SOURCE MATERIAL START

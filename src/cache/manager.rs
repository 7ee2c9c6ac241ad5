//! Cache facade: serve identical requests from storage, fetching at most once per key.

use super::backend::CacheBackend;
use super::key::CacheKey;
use crate::Result;
use serde_json::Value;
use std::collections::HashMap;
use std::future::Future;
use std::sync::atomic::{AtomicU64, Ordering};
use std::sync::{Arc, Mutex};
use tracing::{debug, warn};

#[derive(Debug, Clone, Default, PartialEq, Eq)]
pub struct CacheStats {
    pub hits: u64,
    pub misses: u64,
    pub sets: u64,
    pub errors: u64,
}

impl CacheStats {
    pub fn hit_ratio(&self) -> f64 {
        let total = self.hits + self.misses;
        if total == 0 {
            0.0
        } else {
            self.hits as f64 / total as f64
        }
    }
}

#[derive(Default)]
struct AtomicStats {
    hits: AtomicU64,
    misses: AtomicU64,
    sets: AtomicU64,
    errors: AtomicU64,
}

impl AtomicStats {
    fn to_stats(&self) -> CacheStats {
        CacheStats {
            hits: self.hits.load(Ordering::Relaxed),
            misses: self.misses.load(Ordering::Relaxed),
            sets: self.sets.load(Ordering::Relaxed),
            errors: self.errors.load(Ordering::Relaxed),
        }
    }
}

type KeyLock = Arc<tokio::sync::Mutex<()>>;

/// Optional pass-through in front of the transport.
///
/// With no backend every [`ClientCache::fetch`] simply runs `compute`. With a
/// backend, concurrent fetches for one key are serialized on a per-key lock
/// and re-check storage after acquiring it, so a key is computed at most once
/// while its first computation is in flight. Only successful results are
/// stored. Storage failures are logged and treated as misses; they never fail
/// the request.
pub struct ClientCache {
    backend: Option<Arc<dyn CacheBackend>>,
    inflight: Mutex<HashMap<String, KeyLock>>,
    stats: AtomicStats,
}

impl ClientCache {
    pub fn new(backend: Option<Arc<dyn CacheBackend>>) -> Self {
        Self {
            backend,
            inflight: Mutex::new(HashMap::new()),
            stats: AtomicStats::default(),
        }
    }

    pub fn disabled() -> Self {
        Self::new(None)
    }

    pub fn is_enabled(&self) -> bool {
        self.backend.is_some()
    }

    pub fn backend_name(&self) -> Option<&'static str> {
        self.backend.as_ref().map(|b| b.name())
    }

    pub fn stats(&self) -> CacheStats {
        self.stats.to_stats()
    }

    pub async fn fetch<F, Fut>(&self, key: &CacheKey, compute: F) -> Result<Value>
    where
        F: FnOnce() -> Fut,
        Fut: Future<Output = Result<Value>>,
    {
        let backend = match &self.backend {
            Some(b) => b.clone(),
            None => return compute().await,
        };

        if let Some(value) = self.lookup(backend.as_ref(), key).await {
            self.stats.hits.fetch_add(1, Ordering::Relaxed);
            debug!(cache_key = key.as_str(), backend = backend.name(), "cache hit");
            return Ok(value);
        }

        let lock = self.key_lock(key);
        let result = {
            let _guard = lock.lock().await;
            // Another task may have filled the entry while we waited.
            if let Some(value) = self.lookup(backend.as_ref(), key).await {
                self.stats.hits.fetch_add(1, Ordering::Relaxed);
                debug!(cache_key = key.as_str(), "cache filled by concurrent fetch");
                Ok(value)
            } else {
                self.stats.misses.fetch_add(1, Ordering::Relaxed);
                debug!(cache_key = key.as_str(), backend = backend.name(), "cache miss");
                let computed = compute().await;
                if let Ok(value) = &computed {
                    self.store(backend.as_ref(), key, value).await;
                }
                computed
            }
        };
        self.release_key_lock(key, lock);
        result
    }

    async fn lookup(&self, backend: &dyn CacheBackend, key: &CacheKey) -> Option<Value> {
        match backend.get(key).await {
            Ok(Some(bytes)) => match serde_json::from_slice(&bytes) {
                Ok(value) => Some(value),
                Err(e) => {
                    self.stats.errors.fetch_add(1, Ordering::Relaxed);
                    warn!(cache_key = key.as_str(), error = %e, "discarding undecodable cache entry");
                    None
                }
            },
            Ok(None) => None,
            Err(e) => {
                self.stats.errors.fetch_add(1, Ordering::Relaxed);
                warn!(cache_key = key.as_str(), error = %e, "cache read failed");
                None
            }
        }
    }

    async fn store(&self, backend: &dyn CacheBackend, key: &CacheKey, value: &Value) {
        let bytes = match serde_json::to_vec(value) {
            Ok(b) => b,
            Err(e) => {
                self.stats.errors.fetch_add(1, Ordering::Relaxed);
                warn!(cache_key = key.as_str(), error = %e, "cache value not serializable");
                return;
            }
        };
        match backend.set(key, &bytes).await {
            Ok(()) => {
                self.stats.sets.fetch_add(1, Ordering::Relaxed);
            }
            Err(e) => {
                self.stats.errors.fetch_add(1, Ordering::Relaxed);
                warn!(cache_key = key.as_str(), error = %e, "cache write failed");
            }
        }
    }

    fn key_lock(&self, key: &CacheKey) -> KeyLock {
        let mut inflight = self.inflight.lock().unwrap_or_else(|p| p.into_inner());
        inflight
            .entry(key.hash.clone())
            .or_insert_with(|| Arc::new(tokio::sync::Mutex::new(())))
            .clone()
    }

    fn release_key_lock(&self, key: &CacheKey, lock: KeyLock) {
        let mut inflight = self.inflight.lock().unwrap_or_else(|p| p.into_inner());
        // Only the table and this caller hold the lock: nobody else is waiting on it.
        if Arc::strong_count(&lock) == 2 {
            inflight.remove(&key.hash);
        }
    }

    #[cfg(test)]
    fn inflight_len(&self) -> usize {
        self.inflight.lock().map(|m| m.len()).unwrap_or(0)
    }
}
//! Enumerated request options understood by the Distance Matrix API.

use serde::{Deserialize, Serialize};
use std::fmt;
use std::str::FromStr;

/// Error returned when a string is not a member of an option enumeration.
#[derive(Debug, Clone, PartialEq, Eq)]
pub struct UnknownVariant {
    pub value: String,
    pub allowed: &'static [&'static str],
}

impl fmt::Display for UnknownVariant {
    fn fmt(&self, f: &mut fmt::Formatter<'_>) -> fmt::Result {
        write!(
            f,
            "'{}' is not one of [{}]",
            self.value,
            self.allowed.join(", ")
        )
    }
}

impl std::error::Error for UnknownVariant {}

macro_rules! api_option {
    (
        $(#[$meta:meta])*
        $name:ident { $($variant:ident => $wire:literal),+ $(,)? }
    ) => {
        $(#[$meta])*
        #[derive(Debug, Clone, Copy, PartialEq, Eq, Hash, Serialize, Deserialize)]
        pub enum $name {
            $(
                #[serde(rename = $wire)]
                $variant,
            )+
        }

        impl $name {
            /// Every accepted wire value, in declaration order.
            pub const ALLOWED: &'static [&'static str] = &[$($wire),+];

            pub fn as_str(&self) -> &'static str {
                match self {
                    $($name::$variant => $wire,)+
                }
            }
        }

        impl FromStr for $name {
            type Err = UnknownVariant;

            fn from_str(s: &str) -> Result<Self, Self::Err> {
                match s {
                    $($wire => Ok($name::$variant),)+
                    other => Err(UnknownVariant {
                        value: other.to_string(),
                        allowed: Self::ALLOWED,
                    }),
                }
            }
        }

        impl fmt::Display for $name {
            fn fmt(&self, f: &mut fmt::Formatter<'_>) -> fmt::Result {
                f.write_str(self.as_str())
            }
        }
    };
}

api_option! {
    /// Travel mode used when calculating distances.
    Mode {
        Driving => "driving",
        Walking => "walking",
        Bicycling => "bicycling",
        Transit => "transit",
    }
}

api_option! {
    /// Route feature the upstream service should avoid.
    Avoid {
        Tolls => "tolls",
        Highways => "highways",
        Ferries => "ferries",
        Indoor => "indoor",
    }
}

api_option! {
    /// Unit system for the human readable `text` fields of the response.
    Units {
        Metric => "metric",
        Imperial => "imperial",
    }
}

api_option! {
    /// URL scheme of the outbound request.
    Protocol {
        Http => "http",
        Https => "https",
    }
}

api_option! {
    TransitMode {
        Bus => "bus",
        Subway => "subway",
        Train => "train",
        Tram => "tram",
        Rail => "rail",
    }
}

api_option! {
    TransitRoutingPreference {
        LessWalking => "less_walking",
        FewerTransfers => "fewer_transfers",
    }
}

api_option! {
    /// Assumption used when calculating time in traffic.
    TrafficModel {
        BestGuess => "best_guess",
        Pessimistic => "pessimistic",
        Optimistic => "optimistic",
    }
}

/// A departure or arrival time.
#[derive(Debug, Clone, Copy, PartialEq, Eq, Hash)]
pub enum TimeValue {
    /// The literal `now`, only meaningful for departures.
    Now,
    /// Seconds since the Unix epoch.
    Timestamp(u64),
}

impl TimeValue {
    pub fn to_param(&self) -> String {
        match self {
            TimeValue::Now => "now".to_string(),
            TimeValue::Timestamp(ts) => ts.to_string(),
        }
    }
}

impl FromStr for TimeValue {
    type Err = ();

    /// Accepts `now` or a string made only of ASCII digits.
    fn from_str(s: &str) -> Result<Self, Self::Err> {
        if s == "now" {
            return Ok(TimeValue::Now);
        }
        if s.is_empty() || !s.bytes().all(|b| b.is_ascii_digit()) {
            return Err(());
        }
        s.parse::<u64>().map(TimeValue::Timestamp).map_err(|_| ())
    }
}

impl From<u64> for TimeValue {
    fn from(ts: u64) -> Self {
        TimeValue::Timestamp(ts)
    }
}

impl fmt::Display for TimeValue {
    fn fmt(&self, f: &mut fmt::Formatter<'_>) -> fmt::Result {
        f.write_str(&self.to_param())
    }
}
//! Response classification through the full client pipeline

use crate::integration::mock_server::{destinations, origins, MockServerFixture, OK_BODY};
use distance_matrix::types::ElementStatus;
use distance_matrix::{DistanceMatrixClient, Error, UpstreamStatus};

#[tokio::test]
async fn test_success_returns_parsed_body() {
    let mut fixture = MockServerFixture::new().await;
    let mock = fixture.mock_response(200, OK_BODY, 1).await;
    let client = DistanceMatrixClient::new(fixture.configuration());

    let data = client.fetch(&origins(), &destinations()).await.unwrap();

    mock.assert_async().await;
    assert_eq!(data.origin_addresses, vec!["Oslo, Norway"]);
    let element = data.element(0, 0).unwrap();
    assert_eq!(element.status, ElementStatus::Ok);
    assert_eq!(element.distance.as_ref().unwrap().value, 463000);
}

#[tokio::test]
async fn test_uri_too_long_is_request_too_large() {
    let mut fixture = MockServerFixture::new().await;
    let _mock = fixture.mock_response(414, "", 1).await;
    let client = DistanceMatrixClient::new(fixture.configuration());

    let err = client.fetch_json(&origins(), &destinations()).await.unwrap_err();
    match err {
        Error::RequestTooLarge { url, max_size } => {
            assert!(url.contains("origins=Oslo%2C+Norway"));
            assert_eq!(max_size, 8192);
        }
        other => panic!("unexpected: {:?}", other),
    }
}

#[tokio::test]
async fn test_bad_request_is_client_error() {
    let mut fixture = MockServerFixture::new().await;
    let _mock = fixture.mock_response(400, "bad request", 1).await;
    let client = DistanceMatrixClient::new(fixture.configuration());

    let err = client.fetch_json(&origins(), &destinations()).await.unwrap_err();
    assert!(!err.is_retryable());
    match err {
        Error::Client {
            http_status, body, ..
        } => {
            assert_eq!(http_status, 400);
            assert_eq!(body, "bad request");
        }
        other => panic!("unexpected: {:?}", other),
    }
}

#[tokio::test]
async fn test_internal_error_is_server_error() {
    let mut fixture = MockServerFixture::new().await;
    let _mock = fixture.mock_response(500, "oops", 1).await;
    let client = DistanceMatrixClient::new(fixture.configuration());

    let err = client.fetch_json(&origins(), &destinations()).await.unwrap_err();
    assert!(err.is_retryable());
    assert_eq!(err.http_status(), Some(500));
}

#[tokio::test]
async fn test_embedded_status_is_client_error() {
    let mut fixture = MockServerFixture::new().await;
    let _mock = fixture
        .mock_response(200, r#"{"status":"OVER_QUERY_LIMIT","rows":[]}"#, 1)
        .await;
    let client = DistanceMatrixClient::new(fixture.configuration());

    let err = client.fetch_json(&origins(), &destinations()).await.unwrap_err();
    assert_eq!(err.upstream_status(), Some(UpstreamStatus::OverQueryLimit));
    assert_eq!(err.http_status(), Some(200));
    assert_eq!(
        err.to_string(),
        "Client error: HTTP 200 with upstream status OVER_QUERY_LIMIT"
    );
}

#[tokio::test]
async fn test_redirects_are_not_followed() {
    let mut fixture = MockServerFixture::new().await;
    let _mock = fixture.mock_response(302, "", 1).await;
    let client = DistanceMatrixClient::new(fixture.configuration());

    let err = client.fetch_json(&origins(), &destinations()).await.unwrap_err();
    assert!(matches!(err, Error::Server { http_status: Some(302), .. }));
}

SOURCE MATERIAL END

* WORK TO COMPLETE
Counting only lines that hold the word "data", say how many there are in the listing above and add nothing.

* WRITTEN ANSWER
3